### Data in this exercise:
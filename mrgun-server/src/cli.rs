//! Command-line args, with environment-variable fallback for anything not
//! passed on the command line.
//!
//! Grounded on `sdk-sidecar::cli::SidecarArgs`: optional `argh` fields filled
//! in from env vars afterwards. That crate's fallback goes through a shared
//! `common::or_env::OrEnvExt` trait this workspace doesn't carry, so the
//! fallback here is a small local helper instead.

use std::{net::SocketAddr, str::FromStr};

use anyhow::{anyhow, Context};

/// The MR-Gunking operations & billing core server.
#[derive(argh::FromArgs)]
pub struct ServerArgs {
    /// the <ip-address:port> to listen on.
    ///
    /// Default: `127.0.0.1:8080`.
    /// Env: `BIND_ADDR`.
    #[argh(option)]
    pub bind_addr: Option<SocketAddr>,

    /// the Postgres connection string.
    ///
    /// Required.
    /// Env: `DATABASE_URL`.
    #[argh(option)]
    pub database_url: Option<String>,

    /// the HMAC-SHA256 bearer token signing secret, at least 32 bytes.
    ///
    /// Required.
    /// Env: `TOKEN_SIGNING_SECRET`.
    #[argh(option)]
    pub token_signing_secret: Option<String>,

    /// maximum Postgres connection pool size.
    ///
    /// Default: `10`.
    /// Env: `MAX_DB_CONNECTIONS`.
    #[argh(option)]
    pub max_db_connections: Option<u32>,

    /// the shared secret the recharge payment provider's callback must
    /// present.
    ///
    /// Required.
    /// Env: `RECHARGE_WEBHOOK_SECRET`.
    #[argh(option)]
    pub recharge_webhook_secret: Option<String>,
}

const DEFAULT_BIND_ADDR: &str = "127.0.0.1:8080";
const DEFAULT_MAX_DB_CONNECTIONS: u32 = 10;

impl ServerArgs {
    pub fn from_env() -> anyhow::Result<Self> {
        let mut args: Self = argh::from_env();

        args.bind_addr.or_env_mut("BIND_ADDR")?;
        args.database_url.or_env_mut("DATABASE_URL")?;
        args.token_signing_secret.or_env_mut("TOKEN_SIGNING_SECRET")?;
        args.max_db_connections.or_env_mut("MAX_DB_CONNECTIONS")?;
        args.recharge_webhook_secret.or_env_mut("RECHARGE_WEBHOOK_SECRET")?;

        Ok(args)
    }

    pub fn bind_addr(&self) -> anyhow::Result<SocketAddr> {
        match &self.bind_addr {
            Some(addr) => Ok(*addr),
            None => DEFAULT_BIND_ADDR.parse().context("bad default bind addr"),
        }
    }

    pub fn database_url(&self) -> anyhow::Result<String> {
        self.database_url
            .clone()
            .ok_or_else(|| anyhow!("--database-url / DATABASE_URL is required"))
    }

    pub fn token_signing_secret(&self) -> anyhow::Result<Vec<u8>> {
        let raw = self
            .token_signing_secret
            .clone()
            .ok_or_else(|| anyhow!("--token-signing-secret / TOKEN_SIGNING_SECRET is required"))?;
        Ok(raw.into_bytes())
    }

    pub fn max_db_connections(&self) -> u32 {
        self.max_db_connections.unwrap_or(DEFAULT_MAX_DB_CONNECTIONS)
    }

    pub fn recharge_webhook_secret(&self) -> anyhow::Result<String> {
        self.recharge_webhook_secret
            .clone()
            .ok_or_else(|| anyhow!("--recharge-webhook-secret / RECHARGE_WEBHOOK_SECRET is required"))
    }
}

/// Fills `self` from an environment variable when `self` is `None` and the
/// var is set and non-empty.
trait OrEnvMut {
    fn or_env_mut(&mut self, key: &str) -> anyhow::Result<()>;
}

impl<T: FromStr> OrEnvMut for Option<T>
where
    T::Err: std::fmt::Display,
{
    fn or_env_mut(&mut self, key: &str) -> anyhow::Result<()> {
        if self.is_some() {
            return Ok(());
        }
        match std::env::var(key) {
            Ok(raw) if !raw.is_empty() => {
                let parsed = raw
                    .parse::<T>()
                    .map_err(|e| anyhow!("env var {key} did not parse: {e}"))?;
                *self = Some(parsed);
                Ok(())
            }
            _ => Ok(()),
        }
    }
}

### Problem:
The expected result is every record above, duplicated exactly.

### Task output:
filename mrgun-server/src/cli.rs
//! Command-line args, with environment-variable fallback for anything not
//! passed on the command line.
//!
//! Grounded on `sdk-sidecar::cli::SidecarArgs`: optional `argh` fields filled
//! in from env vars afterwards. That crate's fallback goes through a shared
//! `common::or_env::OrEnvExt` trait this workspace doesn't carry, so the
//! fallback here is a small local helper instead.

use std::{net::SocketAddr, str::FromStr};

use anyhow::{anyhow, Context};

/// The MR-Gunking operations & billing core server.
#[derive(argh::FromArgs)]
pub struct ServerArgs {
    /// the <ip-address:port> to listen on.
    ///
    /// Default: `127.0.0.1:8080`.
    /// Env: `BIND_ADDR`.
    #[argh(option)]
    pub bind_addr: Option<SocketAddr>,

    /// the Postgres connection string.
    ///
    /// Required.
    /// Env: `DATABASE_URL`.
    #[argh(option)]
    pub database_url: Option<String>,

    /// the HMAC-SHA256 bearer token signing secret, at least 32 bytes.
    ///
    /// Required.
    /// Env: `TOKEN_SIGNING_SECRET`.
    #[argh(option)]
    pub token_signing_secret: Option<String>,

    /// maximum Postgres connection pool size.
    ///
    /// Default: `10`.
    /// Env: `MAX_DB_CONNECTIONS`.
    #[argh(option)]
    pub max_db_connections: Option<u32>,

    /// the shared secret the recharge payment provider's callback must
    /// present.
    ///
    /// Required.
    /// Env: `RECHARGE_WEBHOOK_SECRET`.
    #[argh(option)]
    pub recharge_webhook_secret: Option<String>,
}

const DEFAULT_BIND_ADDR: &str = "127.0.0.1:8080";
const DEFAULT_MAX_DB_CONNECTIONS: u32 = 10;

impl ServerArgs {
    pub fn from_env() -> anyhow::Result<Self> {
        let mut args: Self = argh::from_env();

        args.bind_addr.or_env_mut("BIND_ADDR")?;
        args.database_url.or_env_mut("DATABASE_URL")?;
        args.token_signing_secret.or_env_mut("TOKEN_SIGNING_SECRET")?;
        args.max_db_connections.or_env_mut("MAX_DB_CONNECTIONS")?;
        args.recharge_webhook_secret.or_env_mut("RECHARGE_WEBHOOK_SECRET")?;

        Ok(args)
    }

    pub fn bind_addr(&self) -> anyhow::Result<SocketAddr> {
        match &self.bind_addr {
            Some(addr) => Ok(*addr),
            None => DEFAULT_BIND_ADDR.parse().context("bad default bind addr"),
        }
    }

    pub fn database_url(&self) -> anyhow::Result<String> {
        self.database_url
            .clone()
            .ok_or_else(|| anyhow!("--database-url / DATABASE_URL is required"))
    }

    pub fn token_signing_secret(&self) -> anyhow::Result<Vec<u8>> {
        let raw = self
            .token_signing_secret
            .clone()
            .ok_or_else(|| anyhow!("--token-signing-secret / TOKEN_SIGNING_SECRET is required"))?;
        Ok(raw.into_bytes())
    }

    pub fn max_db_connections(&self) -> u32 {
        self.max_db_connections.unwrap_or(DEFAULT_MAX_DB_CONNECTIONS)
    }

    pub fn recharge_webhook_secret(&self) -> anyhow::Result<String> {
        self.recharge_webhook_secret
            .clone()
            .ok_or_else(|| anyhow!("--recharge-webhook-secret / RECHARGE_WEBHOOK_SECRET is required"))
    }
}

/// Fills `self` from an environment variable when `self` is `None` and the
/// var is set and non-empty.
trait OrEnvMut {
    fn or_env_mut(&mut self, key: &str) -> anyhow::Result<()>;
}

impl<T: FromStr> OrEnvMut for Option<T>
where
    T::Err: std::fmt::Display,
{
    fn or_env_mut(&mut self, key: &str) -> anyhow::Result<()> {
        if self.is_some() {
            return Ok(());
        }
        match std::env::var(key) {
            Ok(raw) if !raw.is_empty() => {
                let parsed = raw
                    .parse::<T>()
                    .map_err(|e| anyhow!("env var {key} did not parse: {e}"))?;
                *self = Some(parsed);
                Ok(())
            }
            _ => Ok(()),
        }
    }
}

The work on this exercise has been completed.